The table above summarizes the results of their attacks. Attacks are mounted on the same dataset each defence targeted. If multiple datasets were used, attacks were performed on the largest one. Two different distance metrics ([math]\ell_{\infty}[/math] and [math]\ell_{2}[/math]) were used in the construction of adversarial images. Distance metrics specify how much an adversarial image can vary from an original image. For [math]\ell_{\infty}[/math] adversarial images, each pixel is allowed to vary by a maximum amount. For example, [math]\ell_{\infty}=0.031[/math] specifies that each pixel can vary by [math]256*0.031=8[/math] from its original value. [math]\ell_{2}[/math] distances specify the magnitude of the total distortion allowed over all pixels. For MNIST and CIFAR-10, untargeted adversarial images were constructed using the entire test set, while for Imagenet, 1000 test images were randomly selected and used to generate targeted adversarial images.

Standard models were used in evaluating the accuracy of defense strategies under the attacks,

  1. MNIST: 5-layer Convolutional Neural Network (99.3% top-1 accuracy)
  2. CIFAR-10: Wide-Resnet (95.0% top-1 accuracy)
  3. Imagenet: InceptionV3 (78.0% top-1 accuracy)

The last column shows the accuracies each defence method achieved over the adversarial test set.
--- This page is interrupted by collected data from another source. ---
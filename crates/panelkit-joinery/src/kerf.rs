//! Inlay / pocket kerf compensation.
//!
//! The cutting beam removes half a kerf from each side of a cut line, so an
//! inlay piece and its pocket cut from the same outline would rattle by a
//! full kerf. The calculator derives a paired outset (inlay) and inset
//! (pocket) from one source outline, a measured kerf, and a requested fit
//! class.

use panelkit_core::{clamp_param, EngineResult, Polygon};
use panelkit_path::PathBooleanEngine;
use serde::{Deserialize, Serialize};
use tracing::{debug, warn};

/// A pocket narrower than this is too fragile to hold an inlay.
const MIN_POCKET_WIDTH_MM: f64 = 1.0;

/// Requested fit between inlay and pocket.
#[derive(Debug, Clone, Copy, PartialEq, Eq, Serialize, Deserialize)]
pub enum FitClass {
    /// Press fit, no extra clearance.
    Tight,
    Standard,
    Loose,
}

impl FitClass {
    pub fn extra_clearance_mm(&self) -> f64 {
        match self {
            FitClass::Tight => 0.0,
            FitClass::Standard => 0.05,
            FitClass::Loose => 0.15,
        }
    }
}

/// Paired outlines for one inlay job.
#[derive(Debug, Clone, PartialEq, Serialize, Deserialize)]
pub struct InlayFit {
    /// Outset outlines to cut the inlay piece from.
    pub inlay: Vec<Polygon>,
    /// Inset outlines to cut the pocket with. Empty when the offset
    /// collapsed the source entirely.
    pub pocket: Vec<Polygon>,
    /// The applied offset: `kerf / 2 + extra clearance`.
    pub offset_mm: f64,
    pub warnings: Vec<String>,
}

/// Derives the inlay and pocket outlines for a source shape.
///
/// The inlay is outset by `kerf / 2 + extra` and unioned with the source so
/// a self-touching outline cannot open gaps; the pocket is inset by the same
/// amount. A pocket that collapses below the minimum viable width still
/// returns, flagged with a warning.
pub fn inlay_and_pocket(
    engine: &dyn PathBooleanEngine,
    source: &Polygon,
    kerf_mm: f64,
    fit: FitClass,
) -> EngineResult<InlayFit> {
    let mut warnings = Vec::new();
    let kerf_mm = clamp_param("kerf", kerf_mm, 0.0, 2.0, &mut warnings);
    let offset_mm = kerf_mm / 2.0 + fit.extra_clearance_mm();
    debug!(kerf_mm, ?fit, offset_mm, "computing inlay fit");

    let outset = engine.offset(source, offset_mm)?;
    let mut inlay = Vec::with_capacity(outset.len());
    for piece in &outset {
        inlay.extend(engine.union(piece, source)?);
    }
    if inlay.is_empty() {
        inlay.push(source.clone());
    }

    let pocket = engine.offset(source, -offset_mm)?;
    let viable = pocket.iter().any(|p| {
        let bbox = p.bbox();
        bbox.width() >= MIN_POCKET_WIDTH_MM && bbox.height() >= MIN_POCKET_WIDTH_MM
    });
    if !viable {
        warn!(offset_mm, "pocket collapsed below viable width");
        warnings.push(format!(
            "Pocket narrower than {:.1}mm after {:.2}mm inset; the inlay may not seat",
            MIN_POCKET_WIDTH_MM, offset_mm
        ));
    }

    Ok(InlayFit {
        inlay,
        pocket,
        offset_mm,
        warnings,
    })
}
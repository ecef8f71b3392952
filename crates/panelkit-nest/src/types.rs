//! Nesting request and result types.

use panelkit_core::{BBox, Polygon};
use serde::{Deserialize, Serialize};

/// One sheet of material to place parts on.
#[derive(Debug, Clone, PartialEq, Serialize, Deserialize)]
pub struct SheetSpec {
    pub width_mm: f64,
    pub height_mm: f64,
    /// Border kept clear on all four sides.
    pub margin_mm: f64,
    /// Minimum gap between any two placed parts.
    pub spacing_mm: f64,
    /// Anchor grid resolution for the placement scan.
    pub grid_step_mm: f64,
    /// Regions excluded from placement (fixturing, damage).
    pub keep_outs: Vec<BBox>,
}

impl Default for SheetSpec {
    fn default() -> Self {
        Self {
            width_mm: 600.0,
            height_mm: 400.0,
            margin_mm: 5.0,
            spacing_mm: 2.0,
            grid_step_mm: 2.0,
            keep_outs: Vec::new(),
        }
    }
}

impl SheetSpec {
    /// The placeable region after the margin.
    pub fn usable(&self) -> BBox {
        BBox::new(
            self.margin_mm,
            self.margin_mm,
            self.width_mm - self.margin_mm,
            self.height_mm - self.margin_mm,
        )
    }
}

/// One part to nest. Rotations are tried in listed order; an empty set
/// means unrotated only.
#[derive(Debug, Clone, PartialEq, Serialize, Deserialize)]
pub struct Part {
    pub id: String,
    pub outline: Polygon,
    pub rotations_deg: Vec<f64>,
}

impl Part {
    pub fn new(id: impl Into<String>, outline: Polygon) -> Self {
        Self {
            id: id.into(),
            outline,
            rotations_deg: vec![0.0],
        }
    }

    pub fn with_rotations(mut self, rotations_deg: Vec<f64>) -> Self {
        self.rotations_deg = rotations_deg;
        self
    }
}

/// A part successfully placed onto the sheet, in world coordinates.
#[derive(Debug, Clone, PartialEq, Serialize, Deserialize)]
pub struct PlacedPart {
    pub part_id: String,
    pub polygon_world: Polygon,
    /// Translation applied to the (rotated, origin-normalized) outline.
    pub x: f64,
    pub y: f64,
    pub rotation_deg: f64,
}

/// Why a part ended up in the overflow list.
#[derive(Debug, Clone, Copy, PartialEq, Eq, Serialize, Deserialize)]
pub enum UnplacedReason {
    /// The bounding box exceeds the usable sheet in every allowed rotation.
    TooLargeForSheet,
    /// No anchor on this sheet could accept the part.
    NoSpaceLeft,
    /// The run was cancelled before this part was attempted.
    Cancelled,
}

#[derive(Debug, Clone, PartialEq, Serialize, Deserialize)]
pub struct Unplaced {
    pub part_id: String,
    pub reason: UnplacedReason,
}

/// Result of one nesting run over one sheet.
#[derive(Debug, Clone, PartialEq, Serialize, Deserialize)]
pub struct NestResult {
    pub placed: Vec<PlacedPart>,
    /// Parts for the caller to carry to the next sheet.
    pub overflow: Vec<Unplaced>,
    /// `false` when the run was cancelled before finishing.
    pub complete: bool,
}

impl NestResult {
    /// Fraction of the sheet area covered by placed parts.
    pub fn utilization(&self, sheet: &SheetSpec) -> f64 {
        let sheet_area = sheet.width_mm * sheet.height_mm;
        if sheet_area <= 0.0 {
            return 0.0;
        }
        let used: f64 = self.placed.iter().map(|p| p.polygon_world.area()).sum();
        used / sheet_area
    }
}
Except for [Madry, 2018], all defence methods could only achieve an accuracy of <10%. Furthermore, the accuracy of most methods was 0%. The results of [Samangoui,2018] (double asterisk), show that their approach was not as successful. The authors claim that is is a result of implementation imperfections but theoretically, the defense can be circumvented using their proposed method.

The defense that worked - Adversarial Training [Madry, 2018]

As a defense mechanism, [Madry, 2018] proposes training the neural networks with adversarial images. Although this approach is previously known [Szegedy, 2013] in their formulation, the problem is setup in a more systematic way using a min-max formulation: \begin{align} \theta^* = \arg \underset{\theta} \min \mathop{\mathbb{E_x}} \bigg{[} \underset{\delta \in [-\epsilon,\epsilon]}\max L(x+\delta,y;\theta)\bigg{]} \end{align}

where [math]\theta[/math] is the parameter of the model, [math]\theta^*[/math] is the optimal set of parameters and [math]\delta[/math] is a small perturbation to the input image [math]x[/math] and is bounded by [math][-\epsilon,\epsilon][/math].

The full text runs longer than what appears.